### [What you have to do]
All lines with the word "SurfaceOptions" in the material below are required.

------ Data provided

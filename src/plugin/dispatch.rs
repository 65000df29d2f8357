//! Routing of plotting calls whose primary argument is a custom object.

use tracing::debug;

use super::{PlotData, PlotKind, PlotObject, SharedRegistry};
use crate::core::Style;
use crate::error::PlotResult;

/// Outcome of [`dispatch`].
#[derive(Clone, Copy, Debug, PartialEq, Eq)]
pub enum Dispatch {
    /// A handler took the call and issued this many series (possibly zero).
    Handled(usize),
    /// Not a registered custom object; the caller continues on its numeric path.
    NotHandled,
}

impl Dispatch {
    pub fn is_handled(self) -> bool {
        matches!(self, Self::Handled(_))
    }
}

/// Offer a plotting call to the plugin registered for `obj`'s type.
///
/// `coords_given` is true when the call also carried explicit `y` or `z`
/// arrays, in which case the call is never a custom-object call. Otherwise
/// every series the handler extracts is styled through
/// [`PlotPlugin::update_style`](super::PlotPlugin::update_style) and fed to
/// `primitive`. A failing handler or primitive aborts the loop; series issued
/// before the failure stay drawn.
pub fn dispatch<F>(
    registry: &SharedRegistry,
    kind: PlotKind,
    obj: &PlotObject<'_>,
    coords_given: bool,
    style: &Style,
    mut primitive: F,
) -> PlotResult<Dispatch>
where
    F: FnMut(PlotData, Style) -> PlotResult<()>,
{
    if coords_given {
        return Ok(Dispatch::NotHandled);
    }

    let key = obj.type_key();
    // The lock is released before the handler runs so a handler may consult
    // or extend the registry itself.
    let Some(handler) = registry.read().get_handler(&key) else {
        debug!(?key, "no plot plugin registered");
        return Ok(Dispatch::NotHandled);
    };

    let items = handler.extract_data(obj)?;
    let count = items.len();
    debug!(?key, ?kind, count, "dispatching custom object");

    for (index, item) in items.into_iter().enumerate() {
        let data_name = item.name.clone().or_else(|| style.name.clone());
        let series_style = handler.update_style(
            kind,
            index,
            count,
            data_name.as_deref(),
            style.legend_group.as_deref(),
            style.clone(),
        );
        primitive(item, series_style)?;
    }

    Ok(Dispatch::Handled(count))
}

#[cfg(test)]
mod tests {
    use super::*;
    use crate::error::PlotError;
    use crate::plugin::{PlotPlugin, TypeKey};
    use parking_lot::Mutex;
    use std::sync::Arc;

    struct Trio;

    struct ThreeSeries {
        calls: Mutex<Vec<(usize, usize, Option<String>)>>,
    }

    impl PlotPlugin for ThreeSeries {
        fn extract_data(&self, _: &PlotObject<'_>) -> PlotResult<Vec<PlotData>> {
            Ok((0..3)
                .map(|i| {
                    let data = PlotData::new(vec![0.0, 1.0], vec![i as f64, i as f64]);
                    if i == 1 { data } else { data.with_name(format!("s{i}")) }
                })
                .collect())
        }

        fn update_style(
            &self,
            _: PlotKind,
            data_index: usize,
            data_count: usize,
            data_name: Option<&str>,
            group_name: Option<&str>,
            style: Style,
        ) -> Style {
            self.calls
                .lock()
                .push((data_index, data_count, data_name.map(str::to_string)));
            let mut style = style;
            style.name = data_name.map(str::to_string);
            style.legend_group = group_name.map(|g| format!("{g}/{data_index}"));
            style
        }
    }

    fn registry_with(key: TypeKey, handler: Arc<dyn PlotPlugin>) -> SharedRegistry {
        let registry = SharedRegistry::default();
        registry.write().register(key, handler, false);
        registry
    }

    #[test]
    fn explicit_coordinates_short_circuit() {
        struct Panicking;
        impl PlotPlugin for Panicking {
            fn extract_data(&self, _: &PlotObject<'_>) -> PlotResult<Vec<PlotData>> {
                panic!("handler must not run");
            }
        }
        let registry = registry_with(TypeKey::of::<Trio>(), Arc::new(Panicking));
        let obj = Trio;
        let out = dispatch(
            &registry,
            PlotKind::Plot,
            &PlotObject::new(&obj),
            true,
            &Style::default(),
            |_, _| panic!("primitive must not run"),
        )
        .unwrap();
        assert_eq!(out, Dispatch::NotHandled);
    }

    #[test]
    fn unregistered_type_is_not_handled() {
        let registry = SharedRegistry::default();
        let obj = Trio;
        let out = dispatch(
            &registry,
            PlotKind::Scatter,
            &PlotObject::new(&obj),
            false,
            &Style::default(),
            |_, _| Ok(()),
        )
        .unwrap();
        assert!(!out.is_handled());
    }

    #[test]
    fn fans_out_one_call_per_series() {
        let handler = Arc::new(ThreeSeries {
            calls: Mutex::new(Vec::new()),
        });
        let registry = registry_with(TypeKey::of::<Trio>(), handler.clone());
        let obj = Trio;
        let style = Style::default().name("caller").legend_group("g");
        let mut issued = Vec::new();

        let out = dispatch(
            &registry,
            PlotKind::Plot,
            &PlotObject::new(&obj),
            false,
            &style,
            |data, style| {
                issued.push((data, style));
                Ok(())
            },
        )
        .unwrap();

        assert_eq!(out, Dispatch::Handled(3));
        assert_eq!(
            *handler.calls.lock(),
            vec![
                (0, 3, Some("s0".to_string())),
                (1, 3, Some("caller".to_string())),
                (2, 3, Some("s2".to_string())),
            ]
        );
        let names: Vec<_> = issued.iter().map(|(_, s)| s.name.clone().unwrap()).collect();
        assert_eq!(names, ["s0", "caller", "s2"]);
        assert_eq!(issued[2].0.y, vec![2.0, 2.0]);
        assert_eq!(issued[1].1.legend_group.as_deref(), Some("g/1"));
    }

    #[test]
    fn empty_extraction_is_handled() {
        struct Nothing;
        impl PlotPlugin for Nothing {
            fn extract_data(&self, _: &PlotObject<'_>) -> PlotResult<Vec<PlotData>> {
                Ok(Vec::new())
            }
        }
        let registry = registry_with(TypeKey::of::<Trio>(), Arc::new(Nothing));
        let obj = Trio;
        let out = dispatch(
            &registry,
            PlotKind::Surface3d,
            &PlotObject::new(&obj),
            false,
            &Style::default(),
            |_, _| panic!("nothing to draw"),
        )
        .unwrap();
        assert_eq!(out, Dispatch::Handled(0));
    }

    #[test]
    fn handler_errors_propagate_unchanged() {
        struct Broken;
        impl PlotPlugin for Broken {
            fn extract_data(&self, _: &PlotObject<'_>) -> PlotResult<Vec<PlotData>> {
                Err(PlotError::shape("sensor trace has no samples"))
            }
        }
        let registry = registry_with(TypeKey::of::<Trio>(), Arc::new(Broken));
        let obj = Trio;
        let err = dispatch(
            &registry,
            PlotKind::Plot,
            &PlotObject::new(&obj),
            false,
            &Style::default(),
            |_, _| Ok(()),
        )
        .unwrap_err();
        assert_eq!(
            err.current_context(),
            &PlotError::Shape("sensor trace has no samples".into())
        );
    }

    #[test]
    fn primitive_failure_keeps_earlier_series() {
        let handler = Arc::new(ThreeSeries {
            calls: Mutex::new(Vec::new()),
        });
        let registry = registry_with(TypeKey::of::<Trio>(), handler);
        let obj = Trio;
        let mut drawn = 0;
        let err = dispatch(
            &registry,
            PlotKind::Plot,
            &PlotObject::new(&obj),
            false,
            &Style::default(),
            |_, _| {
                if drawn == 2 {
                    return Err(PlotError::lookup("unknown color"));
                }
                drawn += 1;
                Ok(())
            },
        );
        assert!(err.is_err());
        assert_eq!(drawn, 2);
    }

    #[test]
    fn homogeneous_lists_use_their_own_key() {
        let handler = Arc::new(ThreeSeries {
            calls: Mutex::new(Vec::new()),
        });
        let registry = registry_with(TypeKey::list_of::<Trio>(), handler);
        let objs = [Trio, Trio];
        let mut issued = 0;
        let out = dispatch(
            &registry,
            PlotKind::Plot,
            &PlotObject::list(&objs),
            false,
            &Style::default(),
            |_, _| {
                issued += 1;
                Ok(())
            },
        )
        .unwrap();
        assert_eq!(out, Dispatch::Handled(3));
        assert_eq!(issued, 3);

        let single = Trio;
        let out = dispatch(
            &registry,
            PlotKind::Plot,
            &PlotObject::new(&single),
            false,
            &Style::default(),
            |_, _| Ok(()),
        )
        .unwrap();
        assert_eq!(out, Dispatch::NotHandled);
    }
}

------------
------ Data provided

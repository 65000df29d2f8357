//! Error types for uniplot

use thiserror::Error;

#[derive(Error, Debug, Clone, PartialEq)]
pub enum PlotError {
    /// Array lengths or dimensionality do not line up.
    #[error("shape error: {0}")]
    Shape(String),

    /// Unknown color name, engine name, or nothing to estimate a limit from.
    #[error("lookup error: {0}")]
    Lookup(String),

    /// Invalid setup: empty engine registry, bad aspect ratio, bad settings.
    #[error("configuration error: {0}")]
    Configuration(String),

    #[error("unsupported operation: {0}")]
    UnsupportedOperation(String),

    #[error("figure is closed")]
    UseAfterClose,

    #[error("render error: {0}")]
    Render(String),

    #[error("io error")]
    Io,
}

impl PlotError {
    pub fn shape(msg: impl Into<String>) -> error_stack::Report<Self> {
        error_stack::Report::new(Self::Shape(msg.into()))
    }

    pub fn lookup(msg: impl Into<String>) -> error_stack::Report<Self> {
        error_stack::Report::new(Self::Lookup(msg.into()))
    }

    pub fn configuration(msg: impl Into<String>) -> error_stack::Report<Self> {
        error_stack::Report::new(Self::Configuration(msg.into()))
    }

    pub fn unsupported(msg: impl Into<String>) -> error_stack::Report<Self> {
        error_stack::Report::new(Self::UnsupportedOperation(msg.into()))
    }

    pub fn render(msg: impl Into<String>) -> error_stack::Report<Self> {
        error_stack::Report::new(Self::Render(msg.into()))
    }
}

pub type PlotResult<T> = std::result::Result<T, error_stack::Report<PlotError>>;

------------
------ Data provided

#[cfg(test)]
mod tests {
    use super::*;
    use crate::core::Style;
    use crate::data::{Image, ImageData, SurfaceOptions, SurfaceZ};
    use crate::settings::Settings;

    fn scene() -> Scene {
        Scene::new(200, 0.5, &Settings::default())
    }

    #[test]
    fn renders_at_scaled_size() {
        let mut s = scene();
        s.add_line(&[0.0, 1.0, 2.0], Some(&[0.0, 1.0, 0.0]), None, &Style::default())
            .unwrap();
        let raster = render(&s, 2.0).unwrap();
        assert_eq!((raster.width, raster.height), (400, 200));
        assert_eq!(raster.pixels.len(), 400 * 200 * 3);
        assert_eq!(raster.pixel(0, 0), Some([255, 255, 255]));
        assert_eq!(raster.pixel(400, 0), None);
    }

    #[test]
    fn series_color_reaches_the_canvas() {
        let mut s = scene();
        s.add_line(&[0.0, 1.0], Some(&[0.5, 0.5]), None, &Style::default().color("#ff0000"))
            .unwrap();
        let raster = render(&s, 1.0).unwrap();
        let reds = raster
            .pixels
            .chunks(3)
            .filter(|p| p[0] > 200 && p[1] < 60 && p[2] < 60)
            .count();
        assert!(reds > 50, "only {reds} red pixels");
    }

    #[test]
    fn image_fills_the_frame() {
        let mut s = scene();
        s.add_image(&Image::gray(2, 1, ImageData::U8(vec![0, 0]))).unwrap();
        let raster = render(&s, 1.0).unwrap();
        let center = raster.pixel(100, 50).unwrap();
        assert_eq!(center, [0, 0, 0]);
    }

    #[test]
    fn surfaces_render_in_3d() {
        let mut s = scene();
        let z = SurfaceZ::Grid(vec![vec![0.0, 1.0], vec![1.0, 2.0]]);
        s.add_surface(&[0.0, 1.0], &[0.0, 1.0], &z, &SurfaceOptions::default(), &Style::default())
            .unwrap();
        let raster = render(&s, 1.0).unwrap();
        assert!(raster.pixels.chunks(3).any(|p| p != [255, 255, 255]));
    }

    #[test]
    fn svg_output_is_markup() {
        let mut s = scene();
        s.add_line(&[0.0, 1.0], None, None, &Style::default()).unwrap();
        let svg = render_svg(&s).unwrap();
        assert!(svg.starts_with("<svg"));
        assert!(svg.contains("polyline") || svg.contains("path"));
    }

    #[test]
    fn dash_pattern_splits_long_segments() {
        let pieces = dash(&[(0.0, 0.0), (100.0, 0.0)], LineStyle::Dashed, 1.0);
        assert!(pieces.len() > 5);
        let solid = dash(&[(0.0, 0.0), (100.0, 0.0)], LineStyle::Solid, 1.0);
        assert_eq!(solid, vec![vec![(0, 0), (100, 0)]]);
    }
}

------------

### [Response box]
    use crate::data::{Image, ImageData, SurfaceOptions, SurfaceZ};
        s.add_surface(&[0.0, 1.0], &[0.0, 1.0], &z, &SurfaceOptions::default(), &Style::default())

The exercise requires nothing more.